L'avion commence enfin sa descente vers New York. Le soleil pointe à peine son nez sur l'horizon. Je suis un peu vaseuse. Le voyage m'a semblé interminable. Jamais je n'aurais pensé que traverser ce fichu océan allait me prendre autant de temps. Dans mes oreilles, Nirvana résonne à fond la caisse. Rien ne vaut les bons vieux classiques. L'hôtesse vient de me dire quelque chose, mais je n'ai rien compris. Je m'en fous après tout. Je me contente de secouer la tête pour qu'elle me fiche la paix. Pas moyen d'être tranquille ! Je range à la hâte mes affaires. Je n'ai pas grand-chose : ma veste, mon IPod. J'ai appris à voyager léger. Ce n'est que la énième fois que je déménage comme une voleuse. Ça fait longtemps que j'ai arrêté de compter. Sept ans que je suis sur la route, sept longues années d'errance, de fuite, et ce n'est pas près de s'arrêter.
Je sors mon passeport trafiqué que j'ai acheté une blinde au marché noir et croise les doigts pour que le policier en face de moi n'y voit que du feu. En Europe, ils sont tatillons sur la sécurité mais ça n'a rien à voir avec ici. Son regard passe de moi à la photo. J'affiche mon sourire factice de gentille fille.
- Ivy Black. Pas commun comme nom.
Sa mine patibulaire sent le moisi pour moi.
- Oui, je sais, mes parents avaient un sens de l'humour pourri. Il faut croire qu'ils n'avaient pas très envie de m'avoir.

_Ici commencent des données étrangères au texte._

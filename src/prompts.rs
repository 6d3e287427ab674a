//! Prompt editor with debounced saves

use serde::{Deserialize, Serialize};
use std::collections::BTreeMap;
use std::ops::RangeInclusive;
use std::time::Duration;
use tokio::time::Instant;
use tracing::debug;

/// Accepted response length in words
pub const RESPONSE_LENGTH_RANGE: RangeInclusive<u32> = 10..=250;
pub const DEFAULT_RESPONSE_LENGTH: u32 = 50;

/// Reply of `GET /api/prompts`
#[derive(Debug, Clone, Default, Serialize, Deserialize)]
#[serde(default)]
pub struct PromptsReply {
    /// category -> name -> content
    pub prompts: BTreeMap<String, BTreeMap<String, String>>,
    /// prompt type -> active content
    pub active: BTreeMap<String, String>,
    pub response_length: Option<u32>,
}

/// Edited prompt waiting to be saved
#[derive(Debug, Clone, PartialEq, Eq)]
pub struct PromptDraft {
    pub kind: String,
    pub name: String,
    pub content: String,
}

#[derive(Debug, Clone)]
struct Pending {
    draft: PromptDraft,
    due_at: Instant,
}

#[derive(Debug, Clone)]
pub struct PromptEditor {
    prompts: BTreeMap<String, BTreeMap<String, String>>,
    active: BTreeMap<String, String>,
    response_length: u32,
    pending: Vec<Pending>,
    debounce: Duration,
}

impl PromptEditor {
    pub fn new(debounce: Duration) -> Self {
        Self {
            prompts: BTreeMap::new(),
            active: BTreeMap::new(),
            response_length: DEFAULT_RESPONSE_LENGTH,
            pending: Vec::new(),
            debounce,
        }
    }

    pub fn apply(&mut self, reply: PromptsReply) {
        self.prompts = reply.prompts;
        self.active = reply.active;
        self.response_length = reply
            .response_length
            .map(clamp_length)
            .unwrap_or(DEFAULT_RESPONSE_LENGTH);
    }

    pub fn active(&self, kind: &str) -> Option<&str> {
        self.active.get(kind).map(String::as_str)
    }

    pub fn response_length(&self) -> u32 {
        self.response_length
    }

    /// Store a draft and push its save out to `debounce` after this edit
    pub fn edit(&mut self, kind: &str, name: &str, content: &str) {
        let due_at = Instant::now() + self.debounce;
        self.active.insert(kind.to_string(), content.to_string());

        match self
            .pending
            .iter_mut()
            .find(|p| p.draft.kind == kind && p.draft.name == name)
        {
            Some(pending) => {
                pending.draft.content = content.to_string();
                pending.due_at = due_at;
            }
            None => self.pending.push(Pending {
                draft: PromptDraft {
                    kind: kind.to_string(),
                    name: name.to_string(),
                    content: content.to_string(),
                },
                due_at,
            }),
        }
        debug!(kind = %kind, name = %name, "Prompt save scheduled");
    }

    /// Take the drafts whose quiet period has passed
    pub fn due(&mut self, now: Instant) -> Vec<PromptDraft> {
        let (ready, waiting): (Vec<_>, Vec<_>) =
            self.pending.drain(..).partition(|p| now >= p.due_at);
        self.pending = waiting;
        ready.into_iter().map(|p| p.draft).collect()
    }

    pub fn has_pending(&self) -> bool {
        !self.pending.is_empty()
    }

    /// Store a new response length, clamped to the accepted range
    pub fn set_response_length(&mut self, words: u32) -> u32 {
        self.response_length = clamp_length(words);
        self.response_length
    }

    /// Lines for the prompts panel
    pub fn render(&self) -> Vec<String> {
        let mut lines = vec![format!("Response length: {} words", self.response_length)];

        for (kind, content) in &self.active {
            let preview: String = content.chars().take(60).collect();
            lines.push(format!("[{}] {}", kind, preview));
        }

        for (category, names) in &self.prompts {
            let names: Vec<_> = names.keys().map(String::as_str).collect();
            lines.push(format!("{}: {}", category, names.join(", ")));
        }
        lines
    }
}

fn clamp_length(words: u32) -> u32 {
    words.clamp(*RESPONSE_LENGTH_RANGE.start(), *RESPONSE_LENGTH_RANGE.end())
}
//! Error types for rag-console

use thiserror::Error;

#[derive(Error, Debug)]
pub enum ConsoleError {
    /// Transport failure talking to the backend
    #[error("Network error: {0}")]
    Network(#[from] reqwest::Error),

    /// Well-formed reply that reports `status: "error"` (or carries an `error` field)
    #[error("{message}")]
    Server { message: String },

    #[error("JSON error: {0}")]
    Json(#[from] serde_json::Error),

    #[error("IO error: {0}")]
    Io(#[from] std::io::Error),

    #[error("Configuration error: {0}")]
    Config(String),

    #[error("Push channel error: {0}")]
    Push(#[from] tokio_tungstenite::tungstenite::Error),

    #[error("No reindex confirmation is pending")]
    NoPendingConfirmation,
}

impl ConsoleError {
    pub fn server(message: impl Into<String>) -> Self {
        Self::Server {
            message: message.into(),
        }
    }
}

pub type Result<T> = std::result::Result<T, ConsoleError>;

Pas de réaction. Aïe, il n'est pas sensible à mon sens de l'humour.
- Pour affaires ou pour le plaisir ?
Question de survie, mais difficile de lui répondre que c'est pour sauver mes miches. Je retiens un autre trait d'esprit et me contente de répondre à ces questions de la manière la plus normale possible.

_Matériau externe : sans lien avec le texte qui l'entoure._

//! Terminal user interface for rag-console

use crate::app::{App, Mode};
use crate::notice::NoticeLevel;
use crate::panels::Panel;
use crate::push::PushEvent;
use crate::transcript::{self, MessageRole};
use anyhow::Result;
use crossterm::{
    event::{self, DisableMouseCapture, EnableMouseCapture, Event, KeyCode, KeyModifiers},
    execute,
    terminal::{disable_raw_mode, enable_raw_mode, EnterAlternateScreen, LeaveAlternateScreen},
};
use ratatui::{
    backend::CrosstermBackend,
    layout::{Constraint, Direction, Layout, Rect},
    style::{Color, Modifier, Style},
    text::{Line, Span},
    widgets::{Block, Borders, Gauge, List, ListItem, Paragraph, Wrap},
    Frame, Terminal,
};
use std::io;
use tokio::sync::mpsc;
use tokio::time::Instant;
use tracing::info;

/// Feed lines shown under the progress gauge
const FEED_ROWS: usize = 4;

/// Run the TUI
pub async fn run(mut app: App, mut events: mpsc::Receiver<PushEvent>) -> Result<()> {
    // Setup terminal
    enable_raw_mode()?;
    let mut stdout = io::stdout();
    execute!(stdout, EnterAlternateScreen, EnableMouseCapture)?;
    let backend = CrosstermBackend::new(stdout);
    let mut terminal = Terminal::new(backend)?;

    app.load_initial().await;

    let result = run_loop(&mut terminal, &mut app, &mut events).await;

    // Restore terminal
    disable_raw_mode()?;
    execute!(
        terminal.backend_mut(),
        LeaveAlternateScreen,
        DisableMouseCapture
    )?;
    terminal.show_cursor()?;

    info!("TUI closed");
    result
}

/// Main event loop
async fn run_loop<B: ratatui::backend::Backend>(
    terminal: &mut Terminal<B>,
    app: &mut App,
    events: &mut mpsc::Receiver<PushEvent>,
) -> Result<()> {
    loop {
        terminal.draw(|f| draw(f, app))?;

        while let Ok(event) = events.try_recv() {
            app.handle_push(event);
        }
        app.drain_tasks();
        app.tick(Instant::now()).await;

        // Handle keys with timeout so push events and timers keep flowing
        if event::poll(std::time::Duration::from_millis(100))? {
            if let Event::Key(key) = event::read()? {
                match app.mode() {
                    Mode::Normal => handle_normal_mode(app, key).await?,
                    Mode::Insert => handle_insert_mode(app, key).await?,
                    Mode::Command => handle_command_mode(app, key).await?,
                    Mode::Confirm => handle_confirm_mode(app, key),
                }
            }
        }

        if app.should_quit() {
            break;
        }
    }

    Ok(())
}

/// Draw the UI
fn draw(f: &mut Frame, app: &App) {
    let size = f.size();
    let view = app.relay().view();
    let progress_height = if view.visible {
        3 + app.relay().feed().len().min(FEED_ROWS) as u16
    } else {
        0
    };

    let chunks = Layout::default()
        .direction(Direction::Vertical)
        .constraints([
            Constraint::Length(1),               // Header
            Constraint::Min(5),                  // Content
            Constraint::Length(progress_height), // Indexing progress
            Constraint::Length(3),               // Input
            Constraint::Length(1),               // Status
        ])
        .split(size);

    draw_header(f, app, chunks[0]);

    if app.panels().open().is_some() {
        let content_chunks = Layout::default()
            .direction(Direction::Horizontal)
            .constraints([Constraint::Percentage(35), Constraint::Percentage(65)])
            .split(chunks[1]);
        draw_panel(f, app, content_chunks[0]);
        draw_conversation(f, app, content_chunks[1]);
    } else {
        draw_conversation(f, app, chunks[1]);
    }

    if view.visible {
        draw_progress(f, app, chunks[2]);
    }
    draw_input(f, app, chunks[3]);
    draw_status(f, app, chunks[4]);
}

fn draw_header(f: &mut Frame, app: &App, area: Rect) {
    let model = app.models().current().unwrap_or("--");
    let chat_mode = if app.rag_mode() { "RAG" } else { "LLM" };
    let (push, push_style) = if app.is_connected() {
        ("● live", Style::default().fg(Color::Green))
    } else {
        ("○ offline", Style::default().fg(Color::DarkGray))
    };

    let mut header = Line::from(vec![
        Span::styled(
            " rag-console ",
            Style::default().fg(Color::Cyan).add_modifier(Modifier::BOLD),
        ),
        Span::raw("│ Model: "),
        Span::styled(model, Style::default().fg(Color::Yellow)),
        Span::raw(" │ Mode: "),
        Span::styled(chat_mode, Style::default().fg(Color::White)),
        Span::raw(" │ "),
        Span::styled(push, push_style),
    ]);
    if app.pending_tasks() > 0 {
        header.spans.push(Span::styled(
            format!(" │ ⟳ {} pending", app.pending_tasks()),
            Style::default().fg(Color::Yellow),
        ));
    }

    f.render_widget(Paragraph::new(header), area);
}

fn draw_panel(f: &mut Frame, app: &App, area: Rect) {
    let Some(panel) = app.panels().open() else {
        return;
    };

    let rows: Vec<String> = match panel {
        Panel::Files => {
            let mut rows = app.files().render();
            if rows.is_empty() {
                rows.push(app.files().hint().unwrap_or("No files").to_string());
            }
            rows
        }
        Panel::Upload => vec![
            ":upload <path>  upload and index a document".to_string(),
            ":delete <name>  remove a document".to_string(),
        ],
        Panel::Models => app.models().render(),
        Panel::Tokens => app
            .tokens()
            .map(|t| t.render())
            .unwrap_or_else(|| vec!["Loading...".to_string()]),
        Panel::Prompts => {
            let mut rows = app.prompts().render();
            if app.prompts().has_pending() {
                rows.push("Saving...".to_string());
            }
            rows
        }
        Panel::System => vec![
            ":reindex  rebuild the whole index".to_string(),
            ":update   index new files".to_string(),
            ":cancel   stop indexing".to_string(),
            ":mode rag|llm".to_string(),
        ],
    };

    let items: Vec<ListItem> = rows.into_iter().map(ListItem::new).collect();
    let list = List::new(items).block(
        Block::default()
            .title(format!(" {} ", panel))
            .borders(Borders::ALL)
            .border_style(Style::default().fg(Color::DarkGray)),
    );

    f.render_widget(list, area);
}

fn draw_conversation(f: &mut Frame, app: &App, area: Rect) {
    let mut lines: Vec<Line> = Vec::new();

    for msg in app.transcript().messages() {
        let (prefix, style) = match msg.role {
            MessageRole::User => ("You: ", Style::default().fg(Color::Cyan)),
            MessageRole::Assistant => ("Assistant: ", Style::default().fg(Color::Green)),
            MessageRole::System => ("System: ", Style::default().fg(Color::Yellow)),
            MessageRole::Error => ("Error: ", Style::default().fg(Color::Red)),
        };

        lines.push(Line::from(vec![Span::styled(
            prefix,
            style.add_modifier(Modifier::BOLD),
        )]));

        for spans in msg.render_lines() {
            let mut line = vec![Span::raw("  ")];
            line.extend(spans.into_iter().map(|span| match span {
                transcript::Span::Plain(text) => Span::raw(text),
                transcript::Span::Bold(text) => {
                    Span::styled(text, Style::default().add_modifier(Modifier::BOLD))
                }
            }));
            lines.push(Line::from(line));
        }

        lines.push(Line::from(""));
    }

    if app.is_sending() {
        lines.push(Line::from(Span::styled(
            "▌",
            Style::default().fg(Color::Green),
        )));
    }

    let conversation = Paragraph::new(lines)
        .block(
            Block::default()
                .title(" Conversation ")
                .borders(Borders::ALL)
                .border_style(Style::default().fg(Color::DarkGray)),
        )
        .wrap(Wrap { trim: false })
        .scroll((app.scroll_offset() as u16, 0));

    f.render_widget(conversation, area);
}

fn draw_progress(f: &mut Frame, app: &App, area: Rect) {
    let view = app.relay().view();
    let chunks = Layout::default()
        .direction(Direction::Vertical)
        .constraints([Constraint::Length(3), Constraint::Min(0)])
        .split(area);

    let title = if view.cancel_visible {
        " Indexing  [x] cancel "
    } else {
        " Indexing "
    };
    let gauge = Gauge::default()
        .block(Block::default().title(title).borders(Borders::ALL))
        .gauge_style(Style::default().fg(Color::Cyan))
        .ratio((view.width_percent / 100.0).clamp(0.0, 1.0))
        .label(view.text.clone());
    f.render_widget(gauge, chunks[0]);

    let feed = app.relay().feed();
    let skip = feed.len().saturating_sub(FEED_ROWS);
    let items: Vec<ListItem> = feed[skip..]
        .iter()
        .map(|line| ListItem::new(format!(" {}", line.text)))
        .collect();
    f.render_widget(List::new(items), chunks[1]);
}

fn draw_input(f: &mut Frame, app: &App, area: Rect) {
    let (content, title) = match app.mode() {
        Mode::Command => (format!(":{}", app.command()), " Command "),
        Mode::Confirm => (
            app.relay()
                .pending_confirmation()
                .unwrap_or("Reindex all files?")
                .to_string(),
            " Confirm [y/n] ",
        ),
        _ => (app.input().to_string(), " Message "),
    };

    let style = match app.mode() {
        Mode::Insert => Style::default().fg(Color::Yellow),
        Mode::Command => Style::default().fg(Color::Cyan),
        Mode::Confirm => Style::default().fg(Color::Red),
        _ => Style::default().fg(Color::White),
    };

    let input = Paragraph::new(content).block(
        Block::default()
            .title(title)
            .borders(Borders::ALL)
            .border_style(style),
    );

    f.render_widget(input, area);

    if matches!(app.mode(), Mode::Insert | Mode::Command) {
        let cursor_pos = match app.mode() {
            Mode::Command => app.command().chars().count() + 1, // +1 for :
            _ => app.input().chars().count(),
        };
        f.set_cursor(cursor_x(area, cursor_pos), area.y.saturating_add(1));
    }
}

/// Column of the input cursor, kept inside the block's borders
fn cursor_x(area: Rect, cursor_pos: usize) -> u16 {
    let inner = area.width.saturating_sub(2);
    let offset = u16::try_from(cursor_pos).unwrap_or(u16::MAX).min(inner);
    area.x.saturating_add(1).saturating_add(offset)
}

fn draw_status(f: &mut Frame, app: &App, area: Rect) {
    let mode_str = match app.mode() {
        Mode::Normal => "NORMAL",
        Mode::Insert => "INSERT",
        Mode::Command => "COMMAND",
        Mode::Confirm => "CONFIRM",
    };

    let mode_style = match app.mode() {
        Mode::Insert => Style::default().fg(Color::Black).bg(Color::Yellow),
        Mode::Command => Style::default().fg(Color::Black).bg(Color::Cyan),
        Mode::Confirm => Style::default().fg(Color::Black).bg(Color::Red),
        _ => Style::default().fg(Color::Black).bg(Color::Blue),
    };

    let mut spans = vec![
        Span::styled(format!(" {} ", mode_str), mode_style),
        Span::raw(" "),
    ];

    match app.notices().current() {
        Some(notice) => {
            let color = match notice.level {
                NoticeLevel::Info => Color::White,
                NoticeLevel::Success => Color::Green,
                NoticeLevel::Error => Color::Red,
            };
            spans.push(Span::styled(notice.text, Style::default().fg(color)));
        }
        None => spans.push(Span::styled(
            "[i]nput [:]command [1-6]panels [r]eindex [u]pdate [x]cancel [q]uit",
            Style::default().fg(Color::DarkGray),
        )),
    }

    f.render_widget(Paragraph::new(Line::from(spans)), area);
}

async fn handle_normal_mode(app: &mut App, key: event::KeyEvent) -> Result<()> {
    match key.code {
        KeyCode::Char('q') => app.quit(),
        KeyCode::Char('i') => app.set_mode(Mode::Insert),
        KeyCode::Char(':') => app.set_mode(Mode::Command),
        KeyCode::Char('r') => app.reindex_all(),
        KeyCode::Char('u') => app.update_index(),
        KeyCode::Char('x') => {
            if app.relay().view().cancel_visible {
                app.request_cancel();
            }
        }
        KeyCode::Char('d') => app.dismiss(),
        KeyCode::Char(c @ '1'..='6') => {
            let index = c as usize - '1' as usize;
            app.toggle_panel(Panel::ALL[index]).await;
        }
        KeyCode::Char('j') | KeyCode::Down => {
            app.set_scroll_offset(app.scroll_offset().saturating_add(1));
        }
        KeyCode::Char('k') | KeyCode::Up => {
            app.set_scroll_offset(app.scroll_offset().saturating_sub(1));
        }
        KeyCode::Char('g') => app.set_scroll_offset(0),
        _ => {}
    }
    Ok(())
}

async fn handle_insert_mode(app: &mut App, key: event::KeyEvent) -> Result<()> {
    match key.code {
        KeyCode::Esc => app.set_mode(Mode::Normal),
        KeyCode::Enter => {
            if key.modifiers.contains(KeyModifiers::SHIFT) {
                app.input_mut().push('\n');
            } else {
                app.submit().await?;
            }
        }
        KeyCode::Char(c) => {
            app.input_mut().push(c);
        }
        KeyCode::Backspace => {
            app.input_mut().pop();
        }
        _ => {}
    }
    Ok(())
}

async fn handle_command_mode(app: &mut App, key: event::KeyEvent) -> Result<()> {
    match key.code {
        KeyCode::Esc => {
            app.command_mut().clear();
            app.set_mode(Mode::Normal);
        }
        KeyCode::Enter => {
            app.execute_command().await?;
        }
        KeyCode::Char(c) => {
            app.command_mut().push(c);
        }
        KeyCode::Backspace => {
            if app.command().is_empty() {
                app.set_mode(Mode::Normal);
            } else {
                app.command_mut().pop();
            }
        }
        _ => {}
    }
    Ok(())
}

fn handle_confirm_mode(app: &mut App, key: event::KeyEvent) {
    match key.code {
        KeyCode::Char('y') | KeyCode::Char('Y') | KeyCode::Enter => app.confirm(true),
        KeyCode::Char('n') | KeyCode::Char('N') | KeyCode::Esc => app.confirm(false),
        _ => {}
    }
}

Normal. C'est bien un qualificatif que ne me va pas. J'aurais pu passer pour une de ces filles qu'on croise dans la rue. Anonyme, un peu paumée, au look décalé à cause des tatouages me couvrant tout le bras. Mais ce ne sont pas eux qui font mon originalité. Pas même mes cheveux violets. Non, c'est bien plus subtil et flippant. Je suis le genre de personne qu'il vaut mieux éviter de croiser un soir de pleine lune, dans une ruelle déserte. J'imagine déjà le sourire en coin de certains. Mais détrompez-vous, ce n'est pas parce que vous ne nous voyez pas qu'on existe pas. Nous ne sommes pas qu'une légende, le fruit d'imaginations fertiles. Nous sommes réels. Les créatures existent et j'en suis une preuve vivante. Je suis une putain de lycaon.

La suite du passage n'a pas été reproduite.